Господин Келлер смотрел в лицо собеседника ореховыми улыбающимися глазами, и лицо его светилось от тихого удовольствия.
— Ну да, ну да! — возражал он с каким-то даже подобием оживления. — И я так думал вначале: «Какая там литература?! Две брошюрки, одна монография — вот и всё, пожалуй». А как поднял книжные пласты, так знаете, что на меня полезло... Ну! Наибогатейший материал, на восьми языках! Даже на венгерском и то отыскался какой-то специальный альбом. А поначалу так действительно казалось, что нет ничего. Хотя, — говорил он, подумав, — ведь важен-то не сам материал, а мысли по поводу него. Вот написал же Лессинг книгу только об одной статуе, и книжка стала классической, её перевели на все языки мира. Вот и подумайте! — и в глазах его было столько тепла и иронии, столько добродушного издевательства и над Венерами, сколько бы их там ни было, и над всеми восемью языками, на которых о них написано столько перечитанной им ерунды, и над своей работой, которую он, видимо, ни в грош не ставил, что обыкновенно собеседник больше не расспрашивал и разговор на этом кончался. И о паноптикуме, хозяином которого он состоял вот уже двадцать лет, Келлер говорил с тем же мягким, добродушным презрением и задумчивостью.
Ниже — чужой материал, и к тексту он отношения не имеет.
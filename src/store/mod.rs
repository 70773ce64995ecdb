pub mod blobs;
pub mod bootstrap;
pub mod pool;

use std::sync::Arc;

use sqlx::PgPool;

use crate::config::Config;
use crate::files::FileStore;

#[derive(Clone)]
pub struct AppState {
    pub pool: PgPool,
    pub files: FileStore,
    pub config: Arc<Config>,
}
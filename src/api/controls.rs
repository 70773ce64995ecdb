use axum::extract::{Path, State};
use axum::http::StatusCode;
use axum::response::IntoResponse;
use axum::routing::get;
use axum::{Json, Router};
use chrono::{DateTime, Utc};
use serde::{Deserialize, Serialize};

use crate::audit::{AuditEntry, write_audit};
use crate::auth::middleware::AuthUser;
use crate::error::ApiError;
use crate::store::AppState;
use crate::subcontrols::{Subcontrol, queries};
use crate::validation;

// ---------------------------------------------------------------------------
// Types
// ---------------------------------------------------------------------------

#[derive(Debug, Deserialize)]
pub struct CreateControlRequest {
    pub title: String,
    pub description: Option<String>,
    pub order_no: Option<i32>,
}

#[derive(Debug, Serialize, sqlx::FromRow)]
pub struct ControlResponse {
    pub id: i32,
    pub order_no: Option<i32>,
    pub title: String,
    pub description: Option<String>,
    pub created_at: DateTime<Utc>,
}

#[derive(Debug, Serialize)]
pub struct ControlDetailResponse {
    #[serde(flatten)]
    pub control: ControlResponse,
    pub subcontrols: Vec<Subcontrol>,
}

// ---------------------------------------------------------------------------
// Router
// ---------------------------------------------------------------------------

pub fn router() -> Router<AppState> {
    Router::new()
        .route("/api/controls", get(list_controls).post(create_control))
        .route(
            "/api/controls/{id}",
            get(get_control).delete(delete_control),
        )
}

/// 404 unless control `id` exists.
pub async fn require_control(state: &AppState, id: i32) -> Result<(), ApiError> {
    let exists: bool = sqlx::query_scalar("SELECT EXISTS(SELECT 1 FROM controls WHERE id = $1)")
        .bind(id)
        .fetch_one(&state.pool)
        .await?;
    if !exists {
        return Err(ApiError::NotFound("control".into()));
    }
    Ok(())
}

// ---------------------------------------------------------------------------
// Handlers
// ---------------------------------------------------------------------------

async fn list_controls(
    State(state): State<AppState>,
    _auth: AuthUser,
) -> Result<Json<Vec<ControlResponse>>, ApiError> {
    let rows = sqlx::query_as::<_, ControlResponse>(
        "SELECT id, order_no, title, description, created_at
         FROM controls ORDER BY order_no NULLS LAST, id",
    )
    .fetch_all(&state.pool)
    .await?;
    Ok(Json(rows))
}

async fn get_control(
    State(state): State<AppState>,
    _auth: AuthUser,
    Path(id): Path<i32>,
) -> Result<Json<ControlDetailResponse>, ApiError> {
    let control = sqlx::query_as::<_, ControlResponse>(
        "SELECT id, order_no, title, description, created_at FROM controls WHERE id = $1",
    )
    .bind(id)
    .fetch_optional(&state.pool)
    .await?
    .ok_or_else(|| ApiError::NotFound("control".into()))?;

    let subcontrols = queries::list_by_control(&state.pool, id).await?;

    Ok(Json(ControlDetailResponse {
        control,
        subcontrols,
    }))
}

#[tracing::instrument(skip(state, body), fields(title = %body.title), err)]
async fn create_control(
    State(state): State<AppState>,
    auth: AuthUser,
    Json(body): Json<CreateControlRequest>,
) -> Result<impl IntoResponse, ApiError> {
    validation::check_title(&body.title)?;
    if let Some(ref description) = body.description {
        validation::check_length("description", description, 0, validation::MAX_TEXT_LEN)?;
    }

    let control = sqlx::query_as::<_, ControlResponse>(
        "INSERT INTO controls (order_no, title, description)
         VALUES ($1, $2, $3)
         RETURNING id, order_no, title, description, created_at",
    )
    .bind(body.order_no)
    .bind(body.title.trim())
    .bind(&body.description)
    .fetch_one(&state.pool)
    .await?;

    write_audit(
        &state.pool,
        &AuditEntry {
            actor: &auth.actor,
            action: "control.create",
            resource: "control",
            resource_id: Some(control.id),
            detail: Some(serde_json::json!({ "title": control.title })),
            ip_addr: auth.ip_addr.as_deref(),
        },
    )
    .await;

    Ok((StatusCode::CREATED, Json(control)))
}

/// Deleting a control cascades to its subcontrols.
#[tracing::instrument(skip(state), fields(%id), err)]
async fn delete_control(
    State(state): State<AppState>,
    auth: AuthUser,
    Path(id): Path<i32>,
) -> Result<Json<ControlResponse>, ApiError> {
    let control = sqlx::query_as::<_, ControlResponse>(
        "DELETE FROM controls WHERE id = $1
         RETURNING id, order_no, title, description, created_at",
    )
    .bind(id)
    .fetch_optional(&state.pool)
    .await?
    .ok_or_else(|| ApiError::NotFound("control".into()))?;

    write_audit(
        &state.pool,
        &AuditEntry {
            actor: &auth.actor,
            action: "control.delete",
            resource: "control",
            resource_id: Some(id),
            detail: None,
            ip_addr: auth.ip_addr.as_deref(),
        },
    )
    .await;

    Ok(Json(control))
}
— Конечно, говоря между нами, джентльменами, — задумчиво цедил он сквозь зубы, — всё это похабщина, — он кивал на свои манекены, — всем этим Ледам да обнажённым Цецилиям со стрелами в груди только и стоять бы в вестибюле дома терпимости, но есть публика, которой это нравится, она валом валит.
Он задумывался и продолжал:
— И вся беда, очевидно, в том, что людям без зверства никак не прожить. Самому убивать даже на войне, конечно, противно, — цивилизация мешает, — но посмотреть на это хотя бы одним глазком, со стороны, положительно необходимо. Есть такая классическая английская монография прошлого века — не читали? — «Убийство как изящное искусство». Вы понимаете, в чём пакость? Оказывается, установлено научно, что убийство, во-первых, искусство, а во-вторых, ещё и изящное искусство. Вот тут-то, наверное, и собака зарыта.
Слушатели, которые были поумнее, после этих объяснений переводили разговор на погоду, а дурачки восклицали:
— Позвольте, но вы же проповедуете безнравственность!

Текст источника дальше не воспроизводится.